The leader of the Russian Neo-Nazi group “Occupy Pedophilia” has been sentenced to five years in a penal colony for “inciting and fomenting cases of extremism.”
Maxim Sergeyevich Martsinkevich is alleged to have trapped and tortured LGBT youth by posing as gay teenagers or adults online, asking to meet in real life, and then subjecting them to violently anti-gay treatment, which the group filmed and posted online. However, Martsinkevich was convicted only on his statements related to his extremist views on Russia and race—the prosecutor did not show video clips of Martsinkevich’s homophobic statements or related abuse in court.
The “Occupy Pedophilia” group made national headlines in 2013 when they began posting videos on YouTube and the social network Vkontakte (VK.com), commonly known as the Russian answer to Facebook.
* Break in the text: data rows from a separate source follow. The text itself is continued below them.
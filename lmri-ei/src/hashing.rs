//! BLAKE2b digests
//!
//! LORIS stores BLAKE2b-512 as lowercase hex. Digests always cover file
//! contents, never the path.

use blake2::{Blake2b512, Digest};
use std::fs::File;
use std::io::{self, Read};
use std::path::Path;

/// Calculate the BLAKE2b-512 digest of a file's contents
///
/// **Algorithm:**
/// 1. Read file content in 1MB chunks
/// 2. Feed each chunk to the hasher
/// 3. Return hex-encoded digest
pub fn blake2b_file(path: &Path) -> io::Result<String> {
    let mut file = File::open(path).map_err(|e| {
        io::Error::new(
            e.kind(),
            format!("Failed to open {} for hashing: {}", path.display(), e),
        )
    })?;

    let mut hasher = Blake2b512::new();
    let mut buffer = vec![0u8; 1024 * 1024];

    loop {
        let bytes_read = file.read(&mut buffer)?;
        if bytes_read == 0 {
            break;
        }
        hasher.update(&buffer[..bytes_read]);
    }

    let digest = format!("{:x}", hasher.finalize());
    tracing::debug!(path = %path.display(), digest = %digest, "Calculated BLAKE2b digest");

    Ok(digest)
}

/// BLAKE2b-512 of an in-memory buffer
pub fn blake2b_bytes(bytes: &[u8]) -> String {
    format!("{:x}", Blake2b512::digest(bytes))
}
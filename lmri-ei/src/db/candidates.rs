//! Candidate lookups

use lmri_common::Result;
use sqlx::{Any, Executor};

use crate::models::Candidate;

/// Find a candidate by PSCID
pub async fn find_by_pscid<'e, E>(executor: E, pscid: &str) -> Result<Option<Candidate>>
where
    E: Executor<'e, Database = Any>,
{
    let candidate = sqlx::query_as::<_, Candidate>(
        "SELECT CandID, PSCID FROM candidate WHERE PSCID = ?",
    )
    .bind(pscid)
    .fetch_optional(executor)
    .await?;

    Ok(candidate)
}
The clips show a number of men and teenage boys being subjected to violently homophobic verbal and physical abuse by the group, who claim that their victims had been seeking sex with minors.
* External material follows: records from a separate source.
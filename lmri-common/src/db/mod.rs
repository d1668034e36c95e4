//! Database gateway
//!
//! LORIS runs on MySQL; connections go through the sqlx `Any` driver so the
//! same queries run against SQLite in tests. All SQL uses `?` placeholders,
//! which both backends accept.

pub mod settings;

use crate::config::DatabaseConfig;
use crate::{Error, Result};
use sqlx::any::{AnyConnectOptions, AnyPoolOptions};
use sqlx::mysql::MySqlConnectOptions;
use sqlx::{Any, AnyPool, ConnectOptions, Transaction};
use std::str::FromStr;
use tracing::{debug, info};

/// Open database handle
///
/// Holds a single-connection pool: the tools are strictly sequential and
/// one connection keeps the transaction and plain queries on the same
/// session.
#[derive(Debug, Clone)]
pub struct Database {
    pool: AnyPool,
}

impl Database {
    /// Connect using profile credentials and verify with `SELECT 1`
    pub async fn connect(config: &DatabaseConfig) -> Result<Self> {
        let options = connect_options(config)?;
        let pool = AnyPoolOptions::new()
            .max_connections(1)
            .connect_with(options)
            .await?;

        sqlx::query("SELECT 1").execute(&pool).await?;

        info!(
            host = %config.host,
            database = %config.database,
            "Connected to database"
        );

        Ok(Self { pool })
    }

    /// Underlying pool for ad-hoc queries
    pub fn pool(&self) -> &AnyPool {
        &self.pool
    }

    /// Start a transaction
    pub async fn begin(&self) -> Result<Transaction<'static, Any>> {
        let tx = self.pool.begin().await?;
        debug!("Transaction started");
        Ok(tx)
    }

    /// Look up a value from the LORIS `Config` table
    pub async fn get_config(&self, name: &str) -> Result<Option<String>> {
        settings::get_config(&self.pool, name).await
    }

    /// Close all connections
    pub async fn close(self) {
        self.pool.close().await;
    }
}

/// Build connection options from credentials
///
/// `url` wins when present; otherwise a MySQL URL is assembled from the
/// individual fields so that special characters in the password are
/// encoded by sqlx itself.
pub fn connect_options(config: &DatabaseConfig) -> Result<AnyConnectOptions> {
    sqlx::any::install_default_drivers();

    if let Some(url) = &config.url {
        return AnyConnectOptions::from_str(url)
            .map_err(|e| Error::Config(format!("Invalid database url: {}", e)));
    }

    config.validate()?;

    let mut mysql = MySqlConnectOptions::new()
        .host(&config.host)
        .port(config.port)
        .username(&config.username)
        .database(&config.database);
    if let Some(password) = config.resolved_password() {
        mysql = mysql.password(&password);
    }

    AnyConnectOptions::from_url(&mysql.to_url_lossy())
        .map_err(|e| Error::Config(format!("Invalid database credentials: {}", e)))
}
Martsinkevich first fled Russia in November 2013 to the Ukraine, where he supposedly attacked gay Ukrainian X-Factor contestant Alexander Bohun. After the victim filed a legal complaint, he escaped to Cuba to escape arrest in the Ukraine as well as Russia. He was formally charged in absentia for his hate crimes on December 13, 2013, before being detained in Cuba on an international warrant on January 17, 2014. He was extradited back to Russia on January 27.
Other members of the hate group are still awaiting trial for their own participation in the crimes. On August 8, a court approved the indictment in a pending case against the nine men. According to LGBTQ Nation, the charges include “committing crimes under several articles of the Criminal Code,” including “organization of an extremist community and membership in an extremist community, beatings and other acts of violence, the threat of murder and causing grievous bodily harm, intentional infliction of moderate bodily harm, torture and robbery.”
Their case is expected to be heard in court in September 2014.